## Work item
Take the data below and copy exactly the lines starting at the one with "filename crates/stronghold-net/src/original_dst.rs" and finishing at the one with "let mut addr: libc::sockaddr_in", both included.

Stored data:
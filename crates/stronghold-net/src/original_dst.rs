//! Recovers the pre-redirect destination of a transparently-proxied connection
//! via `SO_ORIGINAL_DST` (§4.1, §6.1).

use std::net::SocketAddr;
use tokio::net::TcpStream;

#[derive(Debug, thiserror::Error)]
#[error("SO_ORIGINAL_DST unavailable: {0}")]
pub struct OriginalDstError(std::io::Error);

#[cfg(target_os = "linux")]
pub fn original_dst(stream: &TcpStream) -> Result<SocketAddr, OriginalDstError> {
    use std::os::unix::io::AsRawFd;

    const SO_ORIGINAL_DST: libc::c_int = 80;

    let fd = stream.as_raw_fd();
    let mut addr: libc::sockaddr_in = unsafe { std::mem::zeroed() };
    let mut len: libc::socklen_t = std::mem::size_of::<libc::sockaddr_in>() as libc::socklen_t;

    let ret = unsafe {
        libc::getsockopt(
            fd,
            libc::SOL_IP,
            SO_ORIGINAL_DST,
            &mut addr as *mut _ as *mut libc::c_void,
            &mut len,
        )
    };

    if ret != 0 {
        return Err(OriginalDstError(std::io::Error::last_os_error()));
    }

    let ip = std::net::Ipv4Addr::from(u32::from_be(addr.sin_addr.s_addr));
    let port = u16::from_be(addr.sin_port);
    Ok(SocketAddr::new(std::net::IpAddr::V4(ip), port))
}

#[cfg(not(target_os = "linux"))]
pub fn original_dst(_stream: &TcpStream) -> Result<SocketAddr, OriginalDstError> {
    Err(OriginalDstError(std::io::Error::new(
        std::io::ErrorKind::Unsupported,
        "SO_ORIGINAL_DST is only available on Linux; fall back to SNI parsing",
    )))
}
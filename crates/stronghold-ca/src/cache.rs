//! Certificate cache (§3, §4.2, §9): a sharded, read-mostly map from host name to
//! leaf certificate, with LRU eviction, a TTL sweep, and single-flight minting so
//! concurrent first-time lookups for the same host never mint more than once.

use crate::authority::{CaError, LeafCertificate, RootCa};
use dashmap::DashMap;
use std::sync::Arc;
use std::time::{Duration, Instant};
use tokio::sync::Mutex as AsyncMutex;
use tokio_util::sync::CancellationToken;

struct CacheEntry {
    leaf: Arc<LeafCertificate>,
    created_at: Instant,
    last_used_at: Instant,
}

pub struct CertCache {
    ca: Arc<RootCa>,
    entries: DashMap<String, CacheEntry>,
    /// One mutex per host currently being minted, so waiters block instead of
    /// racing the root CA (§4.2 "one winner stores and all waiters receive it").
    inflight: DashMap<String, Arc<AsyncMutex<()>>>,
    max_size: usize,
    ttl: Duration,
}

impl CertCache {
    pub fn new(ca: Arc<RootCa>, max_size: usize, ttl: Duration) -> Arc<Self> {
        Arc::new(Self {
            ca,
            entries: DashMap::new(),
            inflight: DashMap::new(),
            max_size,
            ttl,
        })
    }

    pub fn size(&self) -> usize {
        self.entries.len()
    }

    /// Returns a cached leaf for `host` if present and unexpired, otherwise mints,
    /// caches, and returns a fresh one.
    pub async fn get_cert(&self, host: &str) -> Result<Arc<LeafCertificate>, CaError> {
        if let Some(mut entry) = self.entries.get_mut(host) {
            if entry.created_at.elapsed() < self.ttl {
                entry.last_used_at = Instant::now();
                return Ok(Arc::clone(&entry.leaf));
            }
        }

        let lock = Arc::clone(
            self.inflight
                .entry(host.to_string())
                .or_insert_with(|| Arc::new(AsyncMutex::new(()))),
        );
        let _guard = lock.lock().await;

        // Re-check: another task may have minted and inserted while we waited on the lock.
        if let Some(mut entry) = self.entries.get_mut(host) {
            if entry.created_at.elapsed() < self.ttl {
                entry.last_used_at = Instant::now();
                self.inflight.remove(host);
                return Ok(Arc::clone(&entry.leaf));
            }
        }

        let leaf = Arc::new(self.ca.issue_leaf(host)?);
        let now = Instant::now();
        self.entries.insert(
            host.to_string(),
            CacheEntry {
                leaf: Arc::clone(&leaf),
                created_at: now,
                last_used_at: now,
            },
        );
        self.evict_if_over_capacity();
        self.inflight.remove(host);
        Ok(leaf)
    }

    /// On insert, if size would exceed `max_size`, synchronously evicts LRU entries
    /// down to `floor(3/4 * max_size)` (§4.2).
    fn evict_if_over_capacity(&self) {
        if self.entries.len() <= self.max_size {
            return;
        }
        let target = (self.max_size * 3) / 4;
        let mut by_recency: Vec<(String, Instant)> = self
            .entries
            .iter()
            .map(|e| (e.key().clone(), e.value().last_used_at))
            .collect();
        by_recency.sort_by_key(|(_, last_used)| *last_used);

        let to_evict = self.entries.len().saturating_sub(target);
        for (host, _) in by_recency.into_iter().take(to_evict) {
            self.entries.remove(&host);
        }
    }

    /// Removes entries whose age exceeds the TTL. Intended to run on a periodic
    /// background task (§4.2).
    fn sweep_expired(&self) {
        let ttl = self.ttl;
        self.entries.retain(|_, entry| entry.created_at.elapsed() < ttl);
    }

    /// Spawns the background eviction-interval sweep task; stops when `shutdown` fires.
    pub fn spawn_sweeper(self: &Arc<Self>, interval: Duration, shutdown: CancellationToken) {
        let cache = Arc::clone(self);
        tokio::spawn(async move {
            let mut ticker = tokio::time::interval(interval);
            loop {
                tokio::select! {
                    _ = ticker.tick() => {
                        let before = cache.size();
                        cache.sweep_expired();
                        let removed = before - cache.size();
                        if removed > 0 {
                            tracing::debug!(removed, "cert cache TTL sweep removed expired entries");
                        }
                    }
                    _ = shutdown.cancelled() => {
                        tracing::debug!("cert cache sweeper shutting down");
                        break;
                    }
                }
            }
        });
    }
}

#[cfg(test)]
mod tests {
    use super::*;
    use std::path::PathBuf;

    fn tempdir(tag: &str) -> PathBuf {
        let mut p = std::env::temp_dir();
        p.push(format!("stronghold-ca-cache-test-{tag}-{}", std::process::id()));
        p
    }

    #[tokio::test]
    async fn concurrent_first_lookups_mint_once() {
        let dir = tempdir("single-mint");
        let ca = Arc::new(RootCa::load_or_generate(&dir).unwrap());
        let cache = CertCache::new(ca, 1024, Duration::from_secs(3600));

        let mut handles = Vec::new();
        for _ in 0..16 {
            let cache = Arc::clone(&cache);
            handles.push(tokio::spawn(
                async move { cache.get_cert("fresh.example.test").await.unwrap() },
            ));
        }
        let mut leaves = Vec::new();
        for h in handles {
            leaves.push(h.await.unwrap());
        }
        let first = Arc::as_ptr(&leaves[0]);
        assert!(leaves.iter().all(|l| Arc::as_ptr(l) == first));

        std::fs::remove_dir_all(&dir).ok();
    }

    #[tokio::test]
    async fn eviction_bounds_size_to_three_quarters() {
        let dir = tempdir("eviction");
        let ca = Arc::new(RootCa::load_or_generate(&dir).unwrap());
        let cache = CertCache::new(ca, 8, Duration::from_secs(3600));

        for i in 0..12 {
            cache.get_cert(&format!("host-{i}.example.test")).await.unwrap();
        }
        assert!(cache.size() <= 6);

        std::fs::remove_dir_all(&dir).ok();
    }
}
* * *
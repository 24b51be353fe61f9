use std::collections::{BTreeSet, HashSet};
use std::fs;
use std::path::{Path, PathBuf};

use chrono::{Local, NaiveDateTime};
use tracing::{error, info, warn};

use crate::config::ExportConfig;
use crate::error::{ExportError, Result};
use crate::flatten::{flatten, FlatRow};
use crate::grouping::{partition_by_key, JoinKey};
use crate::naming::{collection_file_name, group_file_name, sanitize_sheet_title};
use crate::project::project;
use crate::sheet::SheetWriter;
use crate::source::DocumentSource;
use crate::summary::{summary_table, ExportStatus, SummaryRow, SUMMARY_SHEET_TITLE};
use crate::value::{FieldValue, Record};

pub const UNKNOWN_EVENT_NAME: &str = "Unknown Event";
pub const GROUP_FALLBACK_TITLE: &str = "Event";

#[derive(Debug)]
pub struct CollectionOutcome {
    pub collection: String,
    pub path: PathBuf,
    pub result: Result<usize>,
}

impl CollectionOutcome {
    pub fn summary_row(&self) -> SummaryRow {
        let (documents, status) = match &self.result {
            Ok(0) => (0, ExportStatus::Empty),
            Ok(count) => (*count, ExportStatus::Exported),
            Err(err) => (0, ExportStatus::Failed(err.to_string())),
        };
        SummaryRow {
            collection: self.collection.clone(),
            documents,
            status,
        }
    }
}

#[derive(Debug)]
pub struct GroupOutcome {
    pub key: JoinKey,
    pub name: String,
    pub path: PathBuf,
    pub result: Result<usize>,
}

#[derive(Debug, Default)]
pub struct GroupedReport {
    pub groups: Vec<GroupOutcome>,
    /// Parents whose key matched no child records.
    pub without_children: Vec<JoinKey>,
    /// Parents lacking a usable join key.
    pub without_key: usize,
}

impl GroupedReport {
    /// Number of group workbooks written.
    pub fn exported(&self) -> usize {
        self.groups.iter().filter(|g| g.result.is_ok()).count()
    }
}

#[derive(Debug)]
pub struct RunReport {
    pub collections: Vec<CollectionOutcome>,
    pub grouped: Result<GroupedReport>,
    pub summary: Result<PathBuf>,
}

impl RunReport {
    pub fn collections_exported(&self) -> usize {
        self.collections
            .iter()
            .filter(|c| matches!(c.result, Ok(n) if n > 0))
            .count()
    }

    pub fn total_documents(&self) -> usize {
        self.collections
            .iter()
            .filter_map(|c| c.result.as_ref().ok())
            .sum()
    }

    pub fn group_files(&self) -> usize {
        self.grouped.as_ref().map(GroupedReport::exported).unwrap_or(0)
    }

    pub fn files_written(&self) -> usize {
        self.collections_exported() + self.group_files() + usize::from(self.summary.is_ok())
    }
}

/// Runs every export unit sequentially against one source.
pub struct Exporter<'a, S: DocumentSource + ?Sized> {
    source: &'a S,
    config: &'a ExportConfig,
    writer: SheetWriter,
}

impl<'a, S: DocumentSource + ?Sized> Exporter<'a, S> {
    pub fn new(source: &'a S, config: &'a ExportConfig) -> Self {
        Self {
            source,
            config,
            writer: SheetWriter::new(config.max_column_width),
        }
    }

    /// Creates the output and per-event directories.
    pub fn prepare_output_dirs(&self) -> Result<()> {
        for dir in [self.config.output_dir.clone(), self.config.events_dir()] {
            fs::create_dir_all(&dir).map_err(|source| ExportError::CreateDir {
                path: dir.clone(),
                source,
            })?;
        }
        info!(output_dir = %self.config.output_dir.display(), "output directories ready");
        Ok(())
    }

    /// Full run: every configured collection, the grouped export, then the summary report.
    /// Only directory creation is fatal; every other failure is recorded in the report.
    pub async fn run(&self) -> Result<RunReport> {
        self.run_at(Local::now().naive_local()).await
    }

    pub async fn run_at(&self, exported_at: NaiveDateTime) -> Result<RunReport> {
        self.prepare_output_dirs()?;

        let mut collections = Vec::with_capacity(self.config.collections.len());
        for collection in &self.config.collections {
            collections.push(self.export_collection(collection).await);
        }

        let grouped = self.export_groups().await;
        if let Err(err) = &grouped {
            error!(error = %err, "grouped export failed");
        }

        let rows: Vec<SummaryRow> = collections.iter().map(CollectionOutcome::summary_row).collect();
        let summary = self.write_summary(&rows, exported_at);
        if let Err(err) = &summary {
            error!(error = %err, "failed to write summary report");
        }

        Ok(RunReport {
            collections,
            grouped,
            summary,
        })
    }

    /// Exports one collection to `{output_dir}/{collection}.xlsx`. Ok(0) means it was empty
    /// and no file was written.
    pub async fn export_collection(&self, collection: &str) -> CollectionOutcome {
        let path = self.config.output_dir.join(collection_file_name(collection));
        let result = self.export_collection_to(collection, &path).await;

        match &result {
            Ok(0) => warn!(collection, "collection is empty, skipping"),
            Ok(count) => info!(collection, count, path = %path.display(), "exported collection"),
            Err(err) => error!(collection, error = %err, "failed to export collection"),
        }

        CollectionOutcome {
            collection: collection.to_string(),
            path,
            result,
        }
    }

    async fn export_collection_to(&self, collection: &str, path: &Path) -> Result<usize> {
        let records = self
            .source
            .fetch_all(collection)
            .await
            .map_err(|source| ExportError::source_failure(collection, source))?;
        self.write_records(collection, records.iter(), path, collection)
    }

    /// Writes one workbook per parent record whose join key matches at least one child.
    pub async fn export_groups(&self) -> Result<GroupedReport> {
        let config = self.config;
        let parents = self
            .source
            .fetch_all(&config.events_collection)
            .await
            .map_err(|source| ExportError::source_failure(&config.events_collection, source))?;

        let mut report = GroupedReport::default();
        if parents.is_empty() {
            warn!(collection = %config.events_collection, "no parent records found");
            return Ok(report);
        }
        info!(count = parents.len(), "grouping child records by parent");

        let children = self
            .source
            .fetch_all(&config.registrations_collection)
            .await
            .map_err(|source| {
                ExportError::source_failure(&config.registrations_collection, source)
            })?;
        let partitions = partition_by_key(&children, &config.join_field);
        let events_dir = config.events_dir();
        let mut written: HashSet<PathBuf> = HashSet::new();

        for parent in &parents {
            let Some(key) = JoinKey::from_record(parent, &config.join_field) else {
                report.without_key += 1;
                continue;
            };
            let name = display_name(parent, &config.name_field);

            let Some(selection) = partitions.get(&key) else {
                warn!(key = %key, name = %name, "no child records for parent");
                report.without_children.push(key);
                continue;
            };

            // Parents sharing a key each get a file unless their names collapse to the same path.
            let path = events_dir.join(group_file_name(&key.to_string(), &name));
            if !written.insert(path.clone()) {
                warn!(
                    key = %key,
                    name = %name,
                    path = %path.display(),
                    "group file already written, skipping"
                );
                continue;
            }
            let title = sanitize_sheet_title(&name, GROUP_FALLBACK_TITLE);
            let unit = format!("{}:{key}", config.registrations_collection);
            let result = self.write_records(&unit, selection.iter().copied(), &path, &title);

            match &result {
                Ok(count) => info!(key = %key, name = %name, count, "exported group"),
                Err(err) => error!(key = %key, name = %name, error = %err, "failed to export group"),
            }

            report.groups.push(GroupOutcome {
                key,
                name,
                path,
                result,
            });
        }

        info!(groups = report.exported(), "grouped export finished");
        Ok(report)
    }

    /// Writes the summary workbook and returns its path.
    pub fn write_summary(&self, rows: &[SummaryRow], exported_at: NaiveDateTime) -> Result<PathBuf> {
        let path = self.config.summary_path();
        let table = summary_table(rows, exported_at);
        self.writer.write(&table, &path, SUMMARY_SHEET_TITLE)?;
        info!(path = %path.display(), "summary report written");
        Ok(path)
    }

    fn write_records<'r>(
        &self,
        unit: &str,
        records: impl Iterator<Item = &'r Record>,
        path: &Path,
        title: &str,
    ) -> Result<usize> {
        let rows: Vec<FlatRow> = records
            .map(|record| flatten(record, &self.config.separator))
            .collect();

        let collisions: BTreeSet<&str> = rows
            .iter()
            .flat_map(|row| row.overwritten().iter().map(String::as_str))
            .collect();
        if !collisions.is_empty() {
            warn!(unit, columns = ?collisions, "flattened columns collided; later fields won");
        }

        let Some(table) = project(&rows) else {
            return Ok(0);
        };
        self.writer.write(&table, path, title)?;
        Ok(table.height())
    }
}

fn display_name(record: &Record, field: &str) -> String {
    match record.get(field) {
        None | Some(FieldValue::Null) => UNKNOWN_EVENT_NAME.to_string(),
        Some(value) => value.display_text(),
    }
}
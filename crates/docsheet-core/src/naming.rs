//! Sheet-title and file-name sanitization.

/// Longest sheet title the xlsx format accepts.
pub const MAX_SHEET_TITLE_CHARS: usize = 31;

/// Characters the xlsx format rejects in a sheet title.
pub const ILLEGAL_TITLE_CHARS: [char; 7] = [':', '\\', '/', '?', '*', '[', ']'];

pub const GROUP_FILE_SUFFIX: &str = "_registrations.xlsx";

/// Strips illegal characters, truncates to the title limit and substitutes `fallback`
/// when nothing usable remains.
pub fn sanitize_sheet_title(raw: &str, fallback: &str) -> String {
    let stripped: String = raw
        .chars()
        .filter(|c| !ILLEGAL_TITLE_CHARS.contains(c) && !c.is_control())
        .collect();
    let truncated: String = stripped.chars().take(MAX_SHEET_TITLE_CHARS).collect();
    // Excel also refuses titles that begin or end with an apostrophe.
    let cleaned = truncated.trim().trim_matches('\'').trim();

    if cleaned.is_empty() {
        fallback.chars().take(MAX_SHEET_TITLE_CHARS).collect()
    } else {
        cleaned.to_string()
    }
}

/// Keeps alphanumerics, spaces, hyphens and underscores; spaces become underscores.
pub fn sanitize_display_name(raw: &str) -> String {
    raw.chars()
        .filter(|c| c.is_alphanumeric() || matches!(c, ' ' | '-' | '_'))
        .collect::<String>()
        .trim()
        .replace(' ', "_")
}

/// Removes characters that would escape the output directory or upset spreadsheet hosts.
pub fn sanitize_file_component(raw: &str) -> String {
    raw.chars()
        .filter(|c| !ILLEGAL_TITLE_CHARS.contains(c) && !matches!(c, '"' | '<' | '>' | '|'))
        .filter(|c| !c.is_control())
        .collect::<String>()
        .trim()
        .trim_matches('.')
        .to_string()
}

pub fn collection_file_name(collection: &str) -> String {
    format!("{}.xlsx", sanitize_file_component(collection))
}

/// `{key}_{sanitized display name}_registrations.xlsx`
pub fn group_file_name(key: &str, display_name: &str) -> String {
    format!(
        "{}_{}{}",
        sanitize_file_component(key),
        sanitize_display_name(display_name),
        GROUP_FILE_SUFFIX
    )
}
...
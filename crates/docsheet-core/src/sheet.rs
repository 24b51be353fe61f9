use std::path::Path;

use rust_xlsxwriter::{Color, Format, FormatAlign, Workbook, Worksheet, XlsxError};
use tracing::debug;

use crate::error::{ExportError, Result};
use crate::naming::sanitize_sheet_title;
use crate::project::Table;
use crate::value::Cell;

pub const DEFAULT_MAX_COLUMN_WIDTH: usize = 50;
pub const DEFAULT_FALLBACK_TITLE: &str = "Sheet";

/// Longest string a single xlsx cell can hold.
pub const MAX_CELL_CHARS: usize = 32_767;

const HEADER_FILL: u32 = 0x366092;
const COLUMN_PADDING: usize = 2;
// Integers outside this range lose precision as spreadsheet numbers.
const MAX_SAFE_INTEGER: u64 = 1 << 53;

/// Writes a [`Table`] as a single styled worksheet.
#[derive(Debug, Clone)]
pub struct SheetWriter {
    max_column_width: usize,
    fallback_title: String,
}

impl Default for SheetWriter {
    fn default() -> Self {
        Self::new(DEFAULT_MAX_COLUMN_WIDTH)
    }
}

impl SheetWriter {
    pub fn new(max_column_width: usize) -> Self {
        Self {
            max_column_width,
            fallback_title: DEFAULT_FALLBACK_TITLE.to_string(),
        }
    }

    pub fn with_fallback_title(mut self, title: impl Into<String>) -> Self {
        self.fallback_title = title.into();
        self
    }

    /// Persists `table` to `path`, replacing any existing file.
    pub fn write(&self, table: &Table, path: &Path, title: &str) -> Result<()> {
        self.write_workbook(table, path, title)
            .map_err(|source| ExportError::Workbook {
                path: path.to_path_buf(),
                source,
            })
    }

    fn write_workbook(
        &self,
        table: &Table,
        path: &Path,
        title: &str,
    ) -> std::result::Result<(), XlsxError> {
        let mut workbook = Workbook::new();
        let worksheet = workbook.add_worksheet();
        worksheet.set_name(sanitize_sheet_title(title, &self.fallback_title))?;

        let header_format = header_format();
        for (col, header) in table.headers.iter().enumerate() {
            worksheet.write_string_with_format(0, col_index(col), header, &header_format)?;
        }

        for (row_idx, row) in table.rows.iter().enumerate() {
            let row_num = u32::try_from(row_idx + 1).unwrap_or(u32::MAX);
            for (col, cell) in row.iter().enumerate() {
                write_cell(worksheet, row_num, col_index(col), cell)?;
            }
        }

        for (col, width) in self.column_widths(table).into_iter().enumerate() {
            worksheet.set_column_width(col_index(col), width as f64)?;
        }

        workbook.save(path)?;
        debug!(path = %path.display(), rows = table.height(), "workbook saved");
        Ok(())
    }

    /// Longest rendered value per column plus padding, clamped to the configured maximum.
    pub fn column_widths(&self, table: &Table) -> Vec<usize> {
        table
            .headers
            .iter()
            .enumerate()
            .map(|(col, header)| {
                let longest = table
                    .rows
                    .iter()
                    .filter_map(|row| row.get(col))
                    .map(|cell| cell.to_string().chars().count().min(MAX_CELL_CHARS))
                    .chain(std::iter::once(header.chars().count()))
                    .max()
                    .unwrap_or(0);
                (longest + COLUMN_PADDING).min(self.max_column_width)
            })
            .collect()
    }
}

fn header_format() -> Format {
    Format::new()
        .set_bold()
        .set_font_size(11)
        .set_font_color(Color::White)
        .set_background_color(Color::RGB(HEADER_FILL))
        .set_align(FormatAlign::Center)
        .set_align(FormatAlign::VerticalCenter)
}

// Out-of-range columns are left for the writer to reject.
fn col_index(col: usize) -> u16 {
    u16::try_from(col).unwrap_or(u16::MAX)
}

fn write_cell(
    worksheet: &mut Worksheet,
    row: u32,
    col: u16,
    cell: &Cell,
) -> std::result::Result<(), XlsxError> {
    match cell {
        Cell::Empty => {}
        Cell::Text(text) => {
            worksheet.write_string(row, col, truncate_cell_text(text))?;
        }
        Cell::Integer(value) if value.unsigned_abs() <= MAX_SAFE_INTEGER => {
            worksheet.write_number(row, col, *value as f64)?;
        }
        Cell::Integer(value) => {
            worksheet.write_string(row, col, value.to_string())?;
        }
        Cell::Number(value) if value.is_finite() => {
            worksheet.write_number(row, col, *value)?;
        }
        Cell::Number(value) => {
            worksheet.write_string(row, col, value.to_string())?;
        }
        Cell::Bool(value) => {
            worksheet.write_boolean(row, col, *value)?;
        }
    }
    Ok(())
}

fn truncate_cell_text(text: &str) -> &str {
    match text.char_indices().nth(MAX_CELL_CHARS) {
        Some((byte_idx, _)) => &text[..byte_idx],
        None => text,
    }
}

## Written solution
filename crates/stronghold-net/src/original_dst.rs
//! Recovers the pre-redirect destination of a transparently-proxied connection
//! via `SO_ORIGINAL_DST` (§4.1, §6.1).

use std::net::SocketAddr;
use tokio::net::TcpStream;

#[derive(Debug, thiserror::Error)]
#[error("SO_ORIGINAL_DST unavailable: {0}")]
pub struct OriginalDstError(std::io::Error);

#[cfg(target_os = "linux")]
pub fn original_dst(stream: &TcpStream) -> Result<SocketAddr, OriginalDstError> {
    use std::os::unix::io::AsRawFd;

    const SO_ORIGINAL_DST: libc::c_int = 80;

    let fd = stream.as_raw_fd();
    let mut addr: libc::sockaddr_in = unsafe { std::mem::zeroed() };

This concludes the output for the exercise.